Friday’s Supreme Court ruling on gay marriage hit with the sun-beam warmth of “Acknowledgement,” the opening track of John Coltrane’s swinging, metaphor-ready masterpiece A Love Supreme.
The news arrived with a rush, like that gong strike and cymbal wash punctuated by Coltrane’s righteous tenor sax and McCoy Tyner’s rapturous piano. A majority of the justices—though fewer than one would hope—interpreted our Constitution with the vision it deserves; it is not merely a product of or for its time. The decision, for hundreds of thousands of Americans and their families, provided a civil rights victory, an acknowledgement of equality and humanity, and an affirmation of love.
Resolution
It’s a shame that four justices continue to reveal themselves as regressive, spiteful literalists. Clarence Thomas especially deserves a Charles Barkley ass-whooping.

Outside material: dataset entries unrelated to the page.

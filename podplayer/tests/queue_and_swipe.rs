use std::collections::HashSet;
use std::sync::Arc;
use std::time::Duration;

use podplayer::{
    EpisodeId, JsonQueueFile, QueueEvent, QueueStore, RowState, SwipeAction, SwipeCoordinator,
    SwipeEvent, SwipeOutcome, SwipeRow, SwipeThresholds,
};

fn ids(names: &[&str]) -> Vec<EpisodeId> {
    names.iter().map(|name| EpisodeId::from(*name)).collect()
}

fn json_queue(dir: &tempfile::TempDir) -> QueueStore {
    QueueStore::load(Arc::new(JsonQueueFile::new(dir.path().join("queue.json"))))
}

#[test]
fn test_queue_survives_restart() {
    let dir = tempfile::tempdir().unwrap();
    {
        let queue = json_queue(&dir);
        for id in ids(&["e1", "e2", "e3"]) {
            queue.append(&id);
        }
        queue.move_to_end(&EpisodeId::from("e1"));
        assert_eq!(queue.items(), ids(&["e2", "e3", "e1"]));
    }

    let restored = json_queue(&dir);
    assert_eq!(restored.items(), ids(&["e2", "e3", "e1"]));
}

#[test]
fn test_corrupt_queue_file_starts_empty() {
    let dir = tempfile::tempdir().unwrap();
    std::fs::write(dir.path().join("queue.json"), "{\"oops\": true}").unwrap();

    let queue = json_queue(&dir);
    assert!(queue.is_empty());
    assert!(queue.append(&EpisodeId::from("e1")));
    assert_eq!(json_queue(&dir).items(), ids(&["e1"]));
}

#[test]
fn test_add_to_top_from_index_three() {
    let dir = tempfile::tempdir().unwrap();
    let queue = json_queue(&dir);
    for id in ids(&["a", "b", "c", "d", "e"]) {
        queue.append(&id);
    }

    queue.add_to_top(&EpisodeId::from("d"));
    assert_eq!(queue.items(), ids(&["d", "a", "b", "c", "e"]));
}

#[test]
fn test_no_duplicates_after_arbitrary_sequence() {
    let dir = tempfile::tempdir().unwrap();
    let queue = json_queue(&dir);
    let names = ["a", "b", "c", "d"];

    for step in 0..40usize {
        let id = EpisodeId::from(names[(step * 7) % names.len()]);
        match step % 3 {
            0 => {
                queue.append(&id);
            }
            1 => {
                queue.add_to_top(&id);
            }
            _ => {
                let len = queue.len();
                if len > 1 {
                    queue.reorder(step % len, (step * 3) % len);
                }
            }
        }
        let items = queue.items();
        let unique: HashSet<_> = items.iter().collect();
        assert_eq!(unique.len(), items.len());
    }
}

#[test]
fn test_queue_events_carry_full_order() {
    let dir = tempfile::tempdir().unwrap();
    let queue = json_queue(&dir);
    let mut rx = queue.subscribe();

    queue.append(&EpisodeId::from("a"));
    queue.append(&EpisodeId::from("b"));
    queue.reorder(1, 0);
    queue.remove(&EpisodeId::from("ghost"));

    let events: Vec<_> = std::iter::from_fn(|| rx.try_recv().ok()).collect();
    assert_eq!(
        events,
        vec![
            QueueEvent::Updated { items: ids(&["a"]) },
            QueueEvent::Updated { items: ids(&["a", "b"]) },
            QueueEvent::Updated { items: ids(&["b", "a"]) },
        ]
    );
}

#[test]
fn test_swipe_open_second_row_closes_first() {
    let coordinator = SwipeCoordinator::new();
    let thresholds = SwipeThresholds::default();
    let mut e1 = SwipeRow::new(EpisodeId::from("e1"), coordinator.clone(), thresholds.clone());
    let mut e2 = SwipeRow::new(EpisodeId::from("e2"), coordinator.clone(), thresholds);
    let mut rx = coordinator.subscribe();

    e1.begin_drag();
    e1.drag_to(80.0);
    assert_eq!(e1.release(0.0), SwipeOutcome::Opened);

    e2.begin_drag();
    e2.drag_to(90.0);
    assert_eq!(e2.release(0.0), SwipeOutcome::Opened);

    let events: Vec<_> = std::iter::from_fn(|| rx.try_recv().ok()).collect();
    assert!(events.contains(&SwipeEvent::CloseRequested {
        row: EpisodeId::from("e1")
    }));
    for event in &events {
        e1.handle_event(event);
        e2.handle_event(event);
    }

    assert_eq!(coordinator.open_row(), Some(EpisodeId::from("e2")));
    assert_eq!(e1.state(), RowState::Closed);
    assert_eq!(e2.state(), RowState::Open);
}

#[tokio::test(start_paused = true)]
async fn test_long_swipe_removes_after_animation() {
    let dir = tempfile::tempdir().unwrap();
    let queue = json_queue(&dir);
    for id in ids(&["e1", "e2", "e3"]) {
        queue.append(&id);
    }
    let coordinator = SwipeCoordinator::new();
    let mut row = SwipeRow::new(
        EpisodeId::from("e2"),
        coordinator.clone(),
        SwipeThresholds {
            commit_animation: Duration::from_millis(400),
            ..SwipeThresholds::default()
        },
    );

    row.begin_drag();
    row.drag_to(250.0);
    assert_eq!(row.release(0.0), SwipeOutcome::Delete);
    assert_eq!(row.state(), RowState::CommittingDelete);

    let queue_for_task = queue.clone();
    let commit = tokio::spawn(async move { row.commit_delete(&queue_for_task).await });

    tokio::time::sleep(Duration::from_millis(200)).await;
    assert!(queue.contains(&EpisodeId::from("e2")));

    assert!(commit.await.unwrap());
    assert_eq!(queue.items(), ids(&["e1", "e3"]));
    assert_eq!(json_queue(&dir).items(), ids(&["e1", "e3"]));
}

#[test]
fn test_keep_for_later_from_revealed_actions() {
    let dir = tempfile::tempdir().unwrap();
    let queue = json_queue(&dir);
    for id in ids(&["e1", "e2", "e3"]) {
        queue.append(&id);
    }
    let coordinator = SwipeCoordinator::new();
    let mut row = SwipeRow::new(
        EpisodeId::from("e1"),
        coordinator.clone(),
        SwipeThresholds::default(),
    );

    row.begin_drag();
    row.drag_to(100.0);
    row.release(0.0);
    assert!(row.perform(SwipeAction::MoveToEnd, &queue));

    assert_eq!(queue.items(), ids(&["e2", "e3", "e1"]));
    assert_eq!(coordinator.open_row(), None);
}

“Any form of discrimination, you have to check it,” declared Sir Charles in support of equal rights for gays. The outspoken Hall of Fame basketball player is admittedly not renowned as a constitutional scholar, but he is a keen and bluntly eloquent observer of hypocrisy; in a 2011 interview about playing with gay teammates, Barkley stated, “I’ve been a big proponent of gay marriage for a long time, because as a black person, I can’t be in for any form of discrimination at all.”
“In respect of civil rights, all citizens are equal before the law,” wrote Supreme Court Justice John Marshall Harlan in his famous dissent of the infamous, 1896 Plessy v. Ferguson ruling, which upheld racial segregation. The deeply religious Coltrane believed the same in respect of God. “We are all one in His grace,” says the poem/sermon that accompanies A Love Supreme and shares its name.
Pursuance
Of God, Coltrane further adds in A Love Supreme’s liner notes: “May He help and strengthen all men in every good endeavor.” There aren’t many endeavors as human and worthwhile as sharing one’s love and life with another.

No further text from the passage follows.